Polycystic ovary syndrome (PCOS) is a diverse endocrine disorder widely recognized as the prevailing metabolic condition among women in their reproductive years. The precise pathophysiological mechanisms underlying PCOS remain incompletely understood. However, existing evidence suggests that the development of PCOS may be linked to factors such as abdominal obesity, hyperandrogenism, and insulin resistance (IR). Excessive central adiposity in women with PCOS may lead to the development of a chronic, low-grade inflammation characterized by the activation of proinflammatory cytokines.

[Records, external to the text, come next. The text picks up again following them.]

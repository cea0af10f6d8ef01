//! Built-in problems that keep the service useful without a config file
//! or a problems directory.

use crate::config::ProblemCfg;
use crate::domain::{Problem, TestCase};

fn case(input: &str, expected: &str) -> TestCase {
  TestCase { input: input.into(), expected_output: expected.into() }
}

pub fn seed_problems() -> Vec<Problem> {
  vec![
    Problem {
      id: "sum-pair".into(),
      title: "Sum a pair".into(),
      description: "Write `add(x)` returning `x.a + x.b`.".into(),
      entry_point: Some("add".into()),
      test_cases: vec![
        case(r#"{"a":1,"b":2}"#, "3"),
        case(r#"{"a":-4,"b":4}"#, "0"),
        case(r#"{"a":0.5,"b":0.25}"#, "0.75"),
      ],
    },
    Problem {
      id: "reverse-list".into(),
      title: "Reverse a list".into(),
      description: "Write `reverse(xs)` returning the array in reverse order.".into(),
      entry_point: Some("reverse".into()),
      test_cases: vec![
        case("[1,2,3]", "[3,2,1]"),
        case("[]", "[]"),
        case(r#"["a"]"#, r#"["a"]"#),
      ],
    },
    Problem {
      id: "count-words".into(),
      title: "Count words".into(),
      description: "Given a string, return an object mapping each word to its count.".into(),
      entry_point: None,
      test_cases: vec![
        case(r#""a b a""#, r#"{"a":2,"b":1}"#),
        case(r#""""#, "{}"),
      ],
    },
  ]
}

/// Convert a TOML bank entry into a problem.
pub fn problem_from_cfg(cfg: &ProblemCfg) -> Problem {
  Problem {
    id: cfg.id.clone(),
    title: cfg.title.clone(),
    description: cfg.description.clone(),
    test_cases: cfg.test_cases.clone(),
    entry_point: cfg.entry_point.clone(),
  }
}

The cytokines that belong to the IL-12 family are a collection of distinct heterodimeric cytokines that include IL-12, IL-23, IL-27, and IL-35. Recent research has provided further evidence regarding the significance of IL-12 cytokines in influencing both innate and adaptive immune responses in different diseases. Additionally, these studies have discovered diverse roles for certain members of the IL-12 family, encompassing multiple immunological functions that can either act as effectors or regulators. In this discourse, we examine the distinctive and atypical structural and functional attributes of this particular cytokine family. This study aims to offer a comprehensive overview of the pathophysiological significance of the IL-12 family cytokines in PCOS patients. Additionally, the therapeutic potential of the cytokines as novel approaches for PCOS treatment will be proposed.